Top of Task data

//! # Domain Types
//!
//! Core domain types used throughout Bodegon POS.
//!
//! ## Type Hierarchy
//! ```text
//! ┌─────────────────────────────────────────────────────────────────────────┐
//! │                         Domain Types                                    │
//! │                                                                         │
//! │  ┌─────────────────┐   ┌─────────────────┐   ┌─────────────────┐        │
//! │  │     Order       │   │   OrderItem     │   │    Payment      │        │
//! │  │  ─────────────  │   │  ─────────────  │   │  ─────────────  │        │
//! │  │  id (UUID)      │   │  id (UUID)      │   │  method         │        │
//! │  │  ticket_number  │   │  emission       │   │  amount_usd     │        │
//! │  │  status         │   │  slots          │   │  created_at     │        │
//! │  │  items          │   │  composition?   │   └─────────────────┘        │
//! │  └─────────────────┘   └─────────────────┘                              │
//! │                                                                         │
//! │  ┌─────────────────┐   ┌─────────────────┐   ┌─────────────────┐        │
//! │  │   OrderStatus   │   │   OrderType     │   │    Variety      │        │
//! │  │  ─────────────  │   │  ─────────────  │   │  ─────────────  │        │
//! │  │  Open           │   │  Local          │   │  Normal         │        │
//! │  │  Paid           │   │  Llevar         │   │  Variado        │        │
//! │  └─────────────────┘   └─────────────────┘   └─────────────────┘        │
//! └─────────────────────────────────────────────────────────────────────────┘
//! ```
//!
//! ## Slot Model
//! `OrderItem::slots` is the per-unit consumption ledger of an item:
//! each entry is one canonical unit, holding the name of the product
//! actually consumed for that unit (`None` while unassigned). A
//! `Variado` item holds exactly one slot — the box counts as a single
//! stock-holding unit mapped to its first-selected product.

use std::collections::HashMap;

use chrono::{DateTime, Utc};
use serde::{Deserialize, Serialize};
use ts_rs::TS;
use uuid::Uuid;

use crate::money::{Bolivars, Money};

// =============================================================================
// Emission Names
// =============================================================================
// Emission (pack) names are catalog-driven strings; these are the ones
// the engine itself gives meaning to.

/// The canonical single-unit emission. Always converts to 1 unit.
pub const UNIT_EMISSION: &str = "Unidad";

/// Free-form open-tab emission. Always converts to 1 unit; its slot
/// list is kept dense (no positional nulls).
pub const OPEN_TAB_EMISSION: &str = "Libre";

/// Name of the catch-all consumption item synthesized for an open tab.
pub const CONSUMPTION_ITEM: &str = "Consumo";

/// Full case. Units resolved per subtype (24 cans / 36 tercios / 12).
pub const CASE_EMISSION: &str = "Caja";

/// Half case.
pub const HALF_CASE_EMISSION: &str = "Media Caja";

/// Six pack, offered as an optimizer candidate for can subtypes.
pub const SIX_PACK_EMISSION: &str = "Six Pack";

/// Default container subtype for synthesized consumption items.
pub const DEFAULT_SUBTYPE: &str = "Botella";

// =============================================================================
// Status / Type / Variety Enums
// =============================================================================

/// The lifecycle status of an order.
///
/// `Open --close--> Paid` (terminal), `Open --cancel--> deleted`
/// (terminal). `Paid` is absorbing; no transition returns to `Open`.
#[derive(Debug, Clone, Copy, PartialEq, Eq, Serialize, Deserialize, TS)]
#[ts(export)]
#[serde(rename_all = "SCREAMING_SNAKE_CASE")]
pub enum OrderStatus {
    /// Tab is open; items may be added, removed and re-slotted.
    Open,
    /// Order has been closed and priced. Totals are frozen.
    Paid,
}

impl Default for OrderStatus {
    fn default() -> Self {
        OrderStatus::Open
    }
}

/// On-premise consumption vs. take-away sale.
#[derive(Debug, Clone, Copy, PartialEq, Eq, Serialize, Deserialize, TS)]
#[ts(export)]
pub enum OrderType {
    /// On-premise: slot tracking and pack optimization apply.
    Local,
    /// Take-away: flat per-pack pricing, deduction deferred to close.
    Llevar,
}

impl OrderType {
    /// Checks whether this is an on-premise order.
    #[inline]
    pub fn is_local(&self) -> bool {
        matches!(self, OrderType::Local)
    }
}

impl Default for OrderType {
    fn default() -> Self {
        OrderType::Local
    }
}

/// Whether an item is a single product or a mixed selection.
#[derive(Debug, Clone, Copy, PartialEq, Eq, Serialize, Deserialize, TS)]
#[ts(export)]
pub enum Variety {
    /// A single product at a fixed emission.
    Normal,
    /// A mixed box whose per-unit contents are pinned via slots.
    Variado,
}

impl Default for Variety {
    fn default() -> Self {
        Variety::Normal
    }
}

/// Price tier: take-away list price vs. on-premise discounted price.
#[derive(Debug, Clone, Copy, PartialEq, Eq, Hash, Serialize, Deserialize, TS)]
#[ts(export)]
#[serde(rename_all = "lowercase")]
pub enum PriceTier {
    Standard,
    Local,
}

// =============================================================================
// Composite Keys
// =============================================================================

/// Typed composite key for per-product, per-subtype stock counts.
///
/// Replaces delimiter-joined string keys; product names may contain
/// any character without colliding.
#[derive(Debug, Clone, PartialEq, Eq, Hash, PartialOrd, Ord)]
pub struct StockKey {
    pub product: String,
    pub subtype: String,
}

impl StockKey {
    pub fn new(product: impl Into<String>, subtype: impl Into<String>) -> Self {
        StockKey {
            product: product.into(),
            subtype: subtype.into(),
        }
    }
}

/// Typed composite key for the price book.
#[derive(Debug, Clone, PartialEq, Eq, Hash)]
pub struct PriceKey {
    pub product: String,
    pub emission: String,
    pub subtype: String,
    pub tier: PriceTier,
}

impl PriceKey {
    pub fn new(
        product: impl Into<String>,
        emission: impl Into<String>,
        subtype: impl Into<String>,
        tier: PriceTier,
    ) -> Self {
        PriceKey {
            product: product.into(),
            emission: emission.into(),
            subtype: subtype.into(),
            tier,
        }
    }
}

// =============================================================================
// Order Item
// =============================================================================

/// A line item on an order.
///
/// While an order is open, `slots` carries the unit-level consumption;
/// prices are unset. Once an order closes, items are replaced by the
/// optimizer's priced output lines.
#[derive(Debug, Clone, Serialize, Deserialize, TS)]
#[ts(export)]
#[serde(rename_all = "camelCase")]
pub struct OrderItem {
    /// Unique identifier (UUID v4).
    pub id: String,

    /// Product name (for `Variado` items, the base product of the box).
    pub name: String,

    /// Single product vs. mixed selection.
    pub variety: Variety,

    /// Emission (pack) name, or `Libre`/`Consumo` for open consumption.
    pub emission: String,

    /// Container subtype (e.g. `Botella`, `Lata Grande`).
    pub subtype: String,

    /// Number of packs requested.
    pub quantity: u32,

    /// Per-unit consumption slots. Each populated entry holds stock
    /// for exactly one canonical unit of the named product.
    pub slots: Vec<Option<String>>,

    /// When this item was added to the order.
    #[ts(as = "String")]
    pub added_at: DateTime<Utc>,

    /// Unit price in USD, set on optimizer output lines.
    pub unit_price_usd: Option<Money>,

    /// Unit price in Bs, set on optimizer output lines.
    pub unit_price_bs: Option<Bolivars>,

    /// Line total in USD, set on optimizer output lines.
    pub total_price_usd: Option<Money>,

    /// Line total in Bs, set on optimizer output lines.
    pub total_price_bs: Option<Bolivars>,

    /// For a pre-assembled `Variado` box: product → units per box.
    /// Deduction expands each component separately.
    pub composition: Option<HashMap<String, u32>>,
}

impl OrderItem {
    /// Creates a plain item with empty slots and unset prices.
    pub fn new(
        name: impl Into<String>,
        variety: Variety,
        emission: impl Into<String>,
        subtype: impl Into<String>,
        quantity: u32,
    ) -> Self {
        OrderItem {
            id: Uuid::new_v4().to_string(),
            name: name.into(),
            variety,
            emission: emission.into(),
            subtype: subtype.into(),
            quantity,
            slots: Vec::new(),
            added_at: Utc::now(),
            unit_price_usd: None,
            unit_price_bs: None,
            total_price_usd: None,
            total_price_bs: None,
            composition: None,
        }
    }

    /// The catch-all "Consumo" item synthesized when an open tab is
    /// created with no pre-selected products.
    pub fn open_consumption() -> Self {
        OrderItem::new(
            CONSUMPTION_ITEM,
            Variety::Variado,
            OPEN_TAB_EMISSION,
            DEFAULT_SUBTYPE,
            1,
        )
    }

    /// Iterates the populated slot entries.
    pub fn populated_slots(&self) -> impl Iterator<Item = &str> {
        self.slots.iter().flatten().map(String::as_str)
    }

    /// Number of populated slots (canonical units this item currently
    /// holds stock for).
    pub fn populated_slot_count(&self) -> usize {
        self.slots.iter().flatten().count()
    }

    /// Whether this item's slot list stays dense (open consumption)
    /// rather than keeping positional nulls for a fixed pack size.
    pub fn is_open_tab(&self) -> bool {
        self.emission == OPEN_TAB_EMISSION
    }

    /// Whether this item represents free-form consumption rather than
    /// a concrete pack purchase.
    pub fn is_consumption(&self) -> bool {
        self.emission == OPEN_TAB_EMISSION || self.emission == CONSUMPTION_ITEM
    }
}

// =============================================================================
// Payment
// =============================================================================

/// A payment towards an order.
///
/// Split-tender scaffold: the engine itself never appends payments,
/// but the list round-trips through persistence for hosts that do.
#[derive(Debug, Clone, Serialize, Deserialize, TS)]
#[ts(export)]
#[serde(rename_all = "camelCase")]
pub struct Payment {
    /// Payment method name (org-configurable, e.g. `Efectivo`).
    pub method: String,

    /// Amount paid in USD.
    pub amount_usd: Money,

    #[ts(as = "String")]
    pub created_at: DateTime<Utc>,
}

// =============================================================================
// Order
// =============================================================================

/// An open tab or a closed sale.
///
/// ## Invariant
/// While `status` is [`OrderStatus::Open`], `total_usd`/`total_bs` are
/// `None`. Once `Paid`, both totals are set and `items` has been
/// replaced by the optimizer's output (`Local`) or the direct-sale
/// input echoed back (`Llevar`).
#[derive(Debug, Clone, Serialize, Deserialize, TS)]
#[ts(export)]
#[serde(rename_all = "camelCase")]
pub struct Order {
    /// Unique identifier (UUID v4).
    pub id: String,

    /// Human-readable ticket number (1000..=9999).
    pub ticket_number: u16,

    pub customer_name: String,

    pub status: OrderStatus,

    #[serde(rename = "type")]
    pub order_type: OrderType,

    /// Payment method; set at creation for pre-paid flows, at close
    /// otherwise.
    pub payment_method: Option<String>,

    /// Free-form payment reference (transfer number, etc.).
    pub reference: String,

    /// Operator who created the order.
    pub created_by: String,

    #[ts(as = "String")]
    pub created_at: DateTime<Utc>,

    #[ts(as = "Option<String>")]
    pub closed_at: Option<DateTime<Utc>>,

    pub items: Vec<OrderItem>,

    pub payments: Vec<Payment>,

    /// Final USD total. `None` while the order is open.
    pub total_usd: Option<Money>,

    /// Final Bs total. `None` while the order is open.
    pub total_bs: Option<Bolivars>,
}

impl Order {
    /// Whether the order can still be mutated.
    #[inline]
    pub fn is_open(&self) -> bool {
        self.status == OrderStatus::Open
    }
}

// =============================================================================
// Catalog Rows
// =============================================================================
// The shapes the inventory-store collaborator returns. The engine maps
// these into its typed in-memory mirrors on load.

/// A product in the catalog.
#[derive(Debug, Clone, Serialize, Deserialize, TS)]
#[ts(export)]
#[serde(rename_all = "camelCase")]
pub struct ProductMeta {
    pub id: String,
    pub name: String,
    /// Display color hex, used by hosts; opaque to the engine.
    pub color: Option<String>,
}

/// An emission (pack) definition.
#[derive(Debug, Clone, Serialize, Deserialize, TS)]
#[ts(export)]
#[serde(rename_all = "camelCase")]
pub struct EmissionDef {
    pub id: String,
    pub name: String,
    /// Canonical units per pack. Zero means "not specified"; the
    /// conversion chain falls through to heuristics.
    pub units: u32,
}

/// One on-hand stock count, already in canonical units.
#[derive(Debug, Clone, Serialize, Deserialize, TS)]
#[ts(export)]
#[serde(rename_all = "camelCase")]
pub struct InventoryRow {
    pub product_id: String,
    pub subtype: String,
    pub quantity: i64,
}

/// One price-table entry.
#[derive(Debug, Clone, Serialize, Deserialize, TS)]
#[ts(export)]
#[serde(rename_all = "camelCase")]
pub struct PriceRow {
    pub product_id: String,
    pub emission: String,
    pub subtype: String,
    /// `true` for the on-premise (local-rate) tier.
    pub is_local: bool,
    /// Price in USD cents.
    pub price_cents: i64,
}

// =============================================================================
// Unit Tests
// =============================================================================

Bottom of Task data

How many of the lines above hold the word "that"? Answer with only the number.

[Solved exercise]:
2